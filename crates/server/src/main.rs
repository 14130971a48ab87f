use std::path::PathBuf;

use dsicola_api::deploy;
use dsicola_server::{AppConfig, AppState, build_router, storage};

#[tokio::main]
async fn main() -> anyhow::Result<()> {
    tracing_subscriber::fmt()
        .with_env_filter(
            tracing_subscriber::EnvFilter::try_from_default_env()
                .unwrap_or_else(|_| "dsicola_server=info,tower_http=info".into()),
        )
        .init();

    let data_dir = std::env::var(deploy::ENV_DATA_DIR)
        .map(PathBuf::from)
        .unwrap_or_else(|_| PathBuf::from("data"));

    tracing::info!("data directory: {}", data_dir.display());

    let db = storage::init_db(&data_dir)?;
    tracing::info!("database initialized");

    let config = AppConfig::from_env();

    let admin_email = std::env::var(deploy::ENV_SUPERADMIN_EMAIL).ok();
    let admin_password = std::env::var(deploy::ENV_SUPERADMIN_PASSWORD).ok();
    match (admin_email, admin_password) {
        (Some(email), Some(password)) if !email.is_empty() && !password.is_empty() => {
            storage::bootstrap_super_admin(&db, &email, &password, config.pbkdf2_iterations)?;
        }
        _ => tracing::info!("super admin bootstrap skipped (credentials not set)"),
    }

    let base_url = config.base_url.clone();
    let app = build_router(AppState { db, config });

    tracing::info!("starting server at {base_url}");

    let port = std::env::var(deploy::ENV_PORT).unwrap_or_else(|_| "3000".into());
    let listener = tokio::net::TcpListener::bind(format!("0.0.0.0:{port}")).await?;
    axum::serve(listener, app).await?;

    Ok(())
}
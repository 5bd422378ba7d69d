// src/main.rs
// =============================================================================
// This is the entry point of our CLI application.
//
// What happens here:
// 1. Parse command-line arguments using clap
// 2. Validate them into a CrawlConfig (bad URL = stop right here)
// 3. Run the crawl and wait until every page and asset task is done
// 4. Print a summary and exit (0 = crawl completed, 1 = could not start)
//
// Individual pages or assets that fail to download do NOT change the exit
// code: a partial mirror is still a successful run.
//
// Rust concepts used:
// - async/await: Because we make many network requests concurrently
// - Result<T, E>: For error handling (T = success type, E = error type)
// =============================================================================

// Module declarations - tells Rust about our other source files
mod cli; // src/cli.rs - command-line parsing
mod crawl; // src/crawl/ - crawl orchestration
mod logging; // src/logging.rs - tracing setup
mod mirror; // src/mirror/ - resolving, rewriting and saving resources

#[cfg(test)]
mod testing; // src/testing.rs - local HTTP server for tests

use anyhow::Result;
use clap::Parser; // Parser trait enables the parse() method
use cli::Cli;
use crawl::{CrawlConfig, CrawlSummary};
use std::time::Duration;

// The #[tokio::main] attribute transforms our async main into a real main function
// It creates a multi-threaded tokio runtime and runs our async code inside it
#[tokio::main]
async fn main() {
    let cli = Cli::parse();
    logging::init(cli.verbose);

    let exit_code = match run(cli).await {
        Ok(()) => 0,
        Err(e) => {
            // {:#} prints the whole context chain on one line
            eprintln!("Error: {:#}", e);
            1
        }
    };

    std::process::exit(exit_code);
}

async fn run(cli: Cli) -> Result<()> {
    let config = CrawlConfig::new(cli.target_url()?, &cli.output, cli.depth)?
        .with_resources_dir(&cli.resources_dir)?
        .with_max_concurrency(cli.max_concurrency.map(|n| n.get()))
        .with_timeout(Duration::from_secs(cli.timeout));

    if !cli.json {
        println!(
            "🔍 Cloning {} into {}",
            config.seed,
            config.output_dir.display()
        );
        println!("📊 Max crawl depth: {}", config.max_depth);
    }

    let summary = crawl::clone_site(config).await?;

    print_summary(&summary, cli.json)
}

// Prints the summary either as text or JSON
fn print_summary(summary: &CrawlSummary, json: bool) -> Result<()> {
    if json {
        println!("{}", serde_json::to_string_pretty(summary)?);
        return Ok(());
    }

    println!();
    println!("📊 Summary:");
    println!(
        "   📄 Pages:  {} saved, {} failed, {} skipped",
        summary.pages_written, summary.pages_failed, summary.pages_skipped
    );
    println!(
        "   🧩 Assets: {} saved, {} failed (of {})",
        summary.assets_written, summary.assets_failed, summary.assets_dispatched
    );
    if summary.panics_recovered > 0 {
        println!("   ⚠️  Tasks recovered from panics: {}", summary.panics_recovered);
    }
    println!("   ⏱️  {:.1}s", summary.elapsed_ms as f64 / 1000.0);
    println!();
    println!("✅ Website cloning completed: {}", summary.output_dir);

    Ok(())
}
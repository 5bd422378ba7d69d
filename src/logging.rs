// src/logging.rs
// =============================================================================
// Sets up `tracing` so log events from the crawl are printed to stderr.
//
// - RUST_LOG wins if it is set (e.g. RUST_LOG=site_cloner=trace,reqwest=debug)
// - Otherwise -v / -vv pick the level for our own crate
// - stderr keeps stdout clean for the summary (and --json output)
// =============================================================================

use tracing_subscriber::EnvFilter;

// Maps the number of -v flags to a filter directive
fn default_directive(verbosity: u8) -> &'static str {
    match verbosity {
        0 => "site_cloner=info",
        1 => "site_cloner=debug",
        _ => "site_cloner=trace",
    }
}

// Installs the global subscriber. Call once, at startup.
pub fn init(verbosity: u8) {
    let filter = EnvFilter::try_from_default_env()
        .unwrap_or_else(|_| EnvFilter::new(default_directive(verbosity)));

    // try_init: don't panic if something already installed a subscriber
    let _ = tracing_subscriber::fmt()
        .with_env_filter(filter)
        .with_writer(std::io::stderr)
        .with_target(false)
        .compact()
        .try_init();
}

**Assignment:** The lines to show are those in the data above that include "EnvFilter".

**Answer to the exercise:**
            tracing_subscriber::EnvFilter::try_from_default_env()
use tracing_subscriber::EnvFilter;
    let filter = EnvFilter::try_from_default_env()
        .unwrap_or_else(|_| EnvFilter::new(default_directive(verbosity)));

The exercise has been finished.